‘engagement’, RDoC, and barriers to inclusion
Based on a presentation to the Cambridge Neuroscience Journal Club in January 2021

What does neuroscience tell us about the experience of autism?
There is a wealth of research and findings from the field of autism neuroscience, indicating differences associated with autism in a wide range of aspects of experience and thinking. When we combine these findings with a consideration of the school environment, we get a picture of multiple ways in which the interactions between the school environment and the features of autism have the potential to generate barriers to inclusion for autistic pupils.

What do autistic pupils tell us are the urgent questions and issues?
We know from National Autistic Society data, that there are over 85,000 autistic pupils in UK primary and secondary schools as well as over 30,000 in special schools (National Autistic Society, 2017). The recent report on the experiences of autistic children missing school, ‘Not included, not engaged, not involved’ from Scottish Autism highlighted the broad nature of difficulties faced by some autistic pupils for whom “school does not seem to be a place they feel welcomed, included or safe …”.
So, the urgent questions are wide-ranging as there are many areas of school that need to change to support pupils in feeling welcome, included and safe. These are questions about social interactions, about bullying, about meeting the learning needs as well as the physical needs of pupils and about creating comfortable sensory environments in which autistic pupils can focus on their learning.
How can we use the evidence from neuroscience to ask these questions most effectively?
We need to do everything we can to bring evidence from neuroscience to work in answering some key questions about barriers to inclusion for autistic pupils. However, the conditions in which neuroscience research is carried out, and the language used to talk about and define behaviours and experience, can be very different from an educational context.
In our paper exploring the quantitative literature on autistic pupils’ experience of barriers to inclusion in mainstream schools (Bailey & Baker, 2020), Dr Sara Baker and I asked three key questions:
- What existing evidence addresses the extent of barriers to school inclusion?
- Does existing evidence cover the aspects where autistic pupils might experience difference or difficulty?
- Does the existing evidence draw directly on the experience of autistic pupils, including the frequency of difficulties?
To be able to make the best use of the available evidence we need to more precisely define what we mean by ‘aspects’ so that we are clear what we mean and so that we can bring together evidence from different fields which may be using different language for similar behaviours and experiences.
What framework can we use to give us the most accurate sense of what we do and don’t know?
When looking for a framework to use, we wanted something that covered the whole range of relevant experience and behaviours and used language that worked across education, psychology and neuroscience.

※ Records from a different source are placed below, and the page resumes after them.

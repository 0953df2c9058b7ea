//! End-to-end checks of the engine through the public API.

use std::sync::Arc;
use std::thread;

use box_heuristic::{
    parse_level, AStar, Evaluation, Greedy, HeuristicEngine, HeuristicError, Point, State, Strategy,
    WeightedAStar, UNREACHABLE, UNREACHABLE_COST,
};

const WAREHOUSE: &str = "\
++++++++++
+0   +  a+
+ A  + + +
+  B   + +
+ ++ +   +
+ a  b+ b+
++++++++++
";

const SPLIT: &str = "\
+++++++
+0 A+a+
+  B+b+
+++++++
";

fn engine(text: &str) -> (Arc<HeuristicEngine>, State) {
    let level = parse_level(text).unwrap();
    (Arc::new(HeuristicEngine::new(level.grid).unwrap()), level.initial)
}

#[test]
fn distances_are_symmetric_with_zero_diagonal() {
    let (engine, _) = engine(WAREHOUSE);
    let grid = engine.grid();
    let cells: Vec<Point> = grid.open_cells().collect();

    for &a in &cells {
        assert_eq!(engine.distances().distance(a, a), 0);
        for &b in &cells {
            assert_eq!(
                engine.distances().distance(a, b),
                engine.distances().distance(b, a)
            );
        }
    }
}

#[test]
fn wall_barrier_gives_sentinel_without_failing() {
    let (engine, initial) = engine(SPLIT);
    let d = engine.distances();

    assert_eq!(d.distance(Point::new(1, 1), Point::new(1, 5)), UNREACHABLE);
    assert_eq!(d.distance(Point::new(2, 3), Point::new(2, 5)), UNREACHABLE);
    assert_eq!(engine.h(&initial), UNREACHABLE_COST);
}

#[test]
fn oversized_level_fails_before_search() {
    let line = format!("0{}", " ".repeat(32_766));
    let level = parse_level(&line).unwrap();
    assert!(matches!(
        HeuristicEngine::new(level.grid),
        Err(HeuristicError::GridTooLarge { height: 1, width: 32_767 })
    ));
}

#[test]
fn solved_state_scores_zero() {
    let (engine, initial) = engine(WAREHOUSE);
    let mut solved = State::new(initial.agent(), 40);
    for goal in engine.goals().goals() {
        solved.place_box(goal.cell, goal.id.letter().to_ascii_uppercase());
    }

    assert_eq!(engine.h(&solved), 0);
    assert_eq!(Greedy::new(engine).f(&solved), 0);
}

#[test]
fn one_box_three_from_goal_agent_five_away() {
    let (engine, initial) = engine("+++++++++++\n+0    A  a+\n+++++++++++\n");
    assert_eq!(engine.h(&initial), 3 * 3 + 5);
}

#[test]
fn assignments_are_one_to_one() {
    let (engine, _) = engine(WAREHOUSE);
    let state = State::with_boxes(
        Point::new(1, 1),
        [
            (Point::new(2, 2), 'b'),
            (Point::new(3, 3), 'b'),
            (Point::new(2, 3), 'b'),
            (Point::new(1, 3), 'a'),
        ],
        0,
    );

    let assignment = engine.assign(&state);
    let b_pairs: Vec<_> = assignment
        .pairs()
        .iter()
        .filter(|p| p.goal.letter() == 'b')
        .collect();
    // Three b boxes, two b goals.
    assert_eq!(b_pairs.len(), 2);
    assert_ne!(b_pairs[0].box_cell, b_pairs[1].box_cell);
    assert_ne!(b_pairs[0].goal, b_pairs[1].goal);

    let a_pairs = assignment.pairs().len() - b_pairs.len();
    assert_eq!(a_pairs, 1);
}

#[test]
fn evaluation_is_idempotent() {
    let (engine, initial) = engine(WAREHOUSE);
    let astar = AStar::new(engine.clone());

    let first = astar.f(&initial);
    for _ in 0..5 {
        assert_eq!(astar.f(&initial), first);
    }
    assert!(engine.evaluations() >= 6);
}

#[test]
fn weight_one_equals_astar_and_greedy_ignores_g() {
    let (engine, initial) = engine(WAREHOUSE);
    let astar = AStar::new(engine.clone());
    let wastar = WeightedAStar::new(engine.clone(), 1);
    let greedy = Greedy::new(engine);

    let base = greedy.f(&initial);
    for g in [0u64, 3, 99, 12_345] {
        let mut state = initial.clone();
        state.set_g(g);
        assert_eq!(astar.f(&state), wastar.f(&state));
        assert_eq!(greedy.f(&state), base);
    }
}

#[test]
fn engine_is_shared_across_threads() {
    let (engine, initial) = engine(WAREHOUSE);
    let expected = engine.h(&initial);

    let handles: Vec<_> = ["astar", "wastar:3", "greedy"]
        .into_iter()
        .map(|name| {
            let evaluator = name.parse::<Strategy>().unwrap().build(engine.clone());
            let state = initial.clone();
            thread::spawn(move || evaluator.h(&state))
        })
        .collect();

    for handle in handles {
        assert_eq!(handle.join().unwrap(), expected);
    }
}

The Research Domain Criteria (RDoC) framework (National Institute of Mental Health, 2017) gives us this framework. Originally developed for use in the study of mental health conditions, it gives a structure for connecting areas of behaviour and experience in domains and constructs across multiple scales, from the gene or cell to the level of behavioural differences between individuals. This works well for connecting neuroscience and cognitive psychology to the educational experience of the individual, and has been previously suggested as a useful framework for autism research (Mandy, 2018).
The domains are:
- Negative Valence Systems
- Positive Valence Systems
- Cognitive Systems
- Systems for Social Processes
- Arousal/Regulatory Systems
- Sensorimotor Systems
and you can find out more about how these map against the barriers to inclusion for autistic pupils in mainstream schools in our recent paper (Bailey & Baker, 2020); broadly we found that all domains contained relevant constructs. This framework works both ways – it gives us an idea of how the findings from neuroscience apply to the complex context of education, and which areas of everyday school experience could be generating specific questions that neuroscience might be able to answer.

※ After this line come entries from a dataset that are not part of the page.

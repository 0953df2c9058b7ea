//! Static grid topology: walls and typed goal cells.

use crate::error::{HeuristicError, Result};

pub const DIR_OFFSETS: [(i16, i16); 4] = [(-1, 0), (1, 0), (0, -1), (0, 1)];

const FLOOR: u8 = 0;
const WALL: u8 = 1;
const NO_GOAL: u8 = 0;

// Compact point using i16 for better cache performance
#[derive(Clone, Copy, PartialEq, Eq, PartialOrd, Ord, Hash, Debug)]
#[repr(C)]
pub struct Point {
    pub row: i16,
    pub col: i16,
}

impl Point {
    #[inline(always)]
    pub const fn new(row: i16, col: i16) -> Self {
        Point { row, col }
    }

    #[inline(always)]
    pub fn neighbor(self, (drow, dcol): (i16, i16)) -> Self {
        Point::new(self.row.wrapping_add(drow), self.col.wrapping_add(dcol))
    }
}

impl std::fmt::Display for Point {
    fn fmt(&self, f: &mut std::fmt::Formatter<'_>) -> std::fmt::Result {
        write!(f, "({},{})", self.row, self.col)
    }
}

/// Normalizes a goal or box letter to the lowercase byte used for matching.
#[inline]
pub fn type_letter(ch: char) -> Option<u8> {
    if ch.is_ascii_alphabetic() {
        Some(ch.to_ascii_lowercase() as u8)
    } else {
        None
    }
}

/// Wall bitmap and goal letters for a fixed `height x width` grid.
///
/// Cells are stored row-major. The grid is mutable only while it is being
/// assembled; the engine takes it by value and never changes it afterwards.
#[derive(Clone, Debug, PartialEq, Eq)]
pub struct Grid {
    width: i16,
    height: i16,
    map: Vec<u8>,
    goals: Vec<u8>,
}

impl Grid {
    /// A grid with every cell open and no goals.
    pub fn open(height: usize, width: usize) -> Result<Self> {
        let too_large = || HeuristicError::GridTooLarge { height, width };
        let h = i16::try_from(height).map_err(|_| too_large())?;
        let w = i16::try_from(width).map_err(|_| too_large())?;
        let size = height * width;

        Ok(Grid {
            width: w,
            height: h,
            map: vec![FLOOR; size],
            goals: vec![NO_GOAL; size],
        })
    }

    /// Builds a grid from a row-major wall bitmap and per-cell goal letters.
    pub fn from_cells(
        height: usize,
        width: usize,
        walls: &[bool],
        goals: &[Option<char>],
    ) -> Result<Self> {
        let mut grid = Grid::open(height, width)?;
        let size = grid.map.len();
        for actual in [walls.len(), goals.len()] {
            if actual != size {
                return Err(HeuristicError::DimensionMismatch {
                    expected: size,
                    actual,
                });
            }
        }

        for (idx, &wall) in walls.iter().enumerate() {
            if wall {
                grid.map[idx] = WALL;
            }
        }
        for (idx, goal) in goals.iter().enumerate() {
            if let Some(letter) = *goal {
                let p = grid.point_of(idx);
                grid.set_goal(p, letter)?;
            }
        }

        Ok(grid)
    }

    pub fn set_wall(&mut self, p: Point) -> Result<()> {
        let idx = self.checked_idx(p)?;
        if self.goals[idx] != NO_GOAL {
            return Err(HeuristicError::GoalOnWall {
                row: p.row,
                col: p.col,
            });
        }
        self.map[idx] = WALL;
        Ok(())
    }

    pub fn set_goal(&mut self, p: Point, letter: char) -> Result<()> {
        let idx = self.checked_idx(p)?;
        let letter = type_letter(letter).ok_or(HeuristicError::InvalidGoalLetter(letter))?;
        if self.map[idx] == WALL {
            return Err(HeuristicError::GoalOnWall {
                row: p.row,
                col: p.col,
            });
        }
        self.goals[idx] = letter;
        Ok(())
    }

    #[inline(always)]
    pub fn height(&self) -> usize {
        self.height as usize
    }

    #[inline(always)]
    pub fn width(&self) -> usize {
        self.width as usize
    }

    #[inline(always)]
    pub fn size(&self) -> usize {
        self.map.len()
    }

    #[inline(always)]
    pub fn is_valid(&self, p: Point) -> bool {
        p.row >= 0 && p.row < self.height && p.col >= 0 && p.col < self.width
    }

    #[inline(always)]
    pub fn to_idx(&self, p: Point) -> usize {
        p.row as usize * self.width as usize + p.col as usize
    }

    #[inline(always)]
    pub fn point_of(&self, idx: usize) -> Point {
        let width = self.width as usize;
        Point::new((idx / width) as i16, (idx % width) as i16)
    }

    /// Out-of-bounds cells count as walls.
    #[inline(always)]
    pub fn is_wall(&self, p: Point) -> bool {
        !self.is_valid(p) || self.map[self.to_idx(p)] == WALL
    }

    /// Lowercase goal letter at `p`, if any.
    #[inline(always)]
    pub fn goal_letter(&self, p: Point) -> Option<u8> {
        if !self.is_valid(p) {
            return None;
        }
        match self.goals[self.to_idx(p)] {
            NO_GOAL => None,
            letter => Some(letter),
        }
    }

    /// Open cells in row-major order.
    pub fn open_cells(&self) -> impl Iterator<Item = Point> + '_ {
        self.map
            .iter()
            .enumerate()
            .filter(|&(_, &cell)| cell != WALL)
            .map(move |(idx, _)| self.point_of(idx))
    }

    /// Goal cells and their letters in row-major order.
    pub fn goal_cells(&self) -> impl Iterator<Item = (Point, u8)> + '_ {
        self.goals
            .iter()
            .enumerate()
            .filter(|&(_, &letter)| letter != NO_GOAL)
            .map(move |(idx, &letter)| (self.point_of(idx), letter))
    }

    fn checked_idx(&self, p: Point) -> Result<usize> {
        if self.is_valid(p) {
            Ok(self.to_idx(p))
        } else {
            Err(HeuristicError::OutOfBounds {
                row: p.row as i32,
                col: p.col as i32,
                height: self.height(),
                width: self.width(),
            })
        }
    }
}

Where does engagement fit into this framework?
The RDoC framework gives us separate domains, but in doing so it reminds us that there are important connections between these areas of behaviour and experience. The explicitly general term ‘engagement’ helps us to preserve this sense of interconnectedness in the questions we ask and the conclusions we draw. Barriers to inclusion for autistic pupils and students will not be removed by considering one aspect of their school experience in isolation – we must keep the big picture in view if we are going to effectively remove these barriers and draw on evidence from every available source to develop inclusive educational practice that allows pupils to achieve.
References
Bailey, J., & Baker, S. T. (2020). A synthesis of the quantitative literature on autistic pupils’ experience of barriers to inclusion in mainstream schools. Journal of Research in Special Educational Needs. https://doi.org/10.1111/1471-3802.12490
Mandy, W. (2018). The Research Domain Criteria: A new dawn for neurodiversity research? Autism, 22(6), 642–644. https://doi.org/10.1177/1362361318782586
National Autistic Society. (2017). Autism and education in England 2017: A report by the All Party Parliamentary Group on Autism on how the education system in England works for children and young people on the autism spectrum.
National Institute of Mental Health. (2017). Research Domain Criteria (RDoC). Research Domain Criteria (RDoC). https://www.nimh.nih.gov/research-priorities/rdoc/index.shtml
Scottish Autism. (2018). Not included, not engaged, not involved: A report on the experiences of autistic children missing school.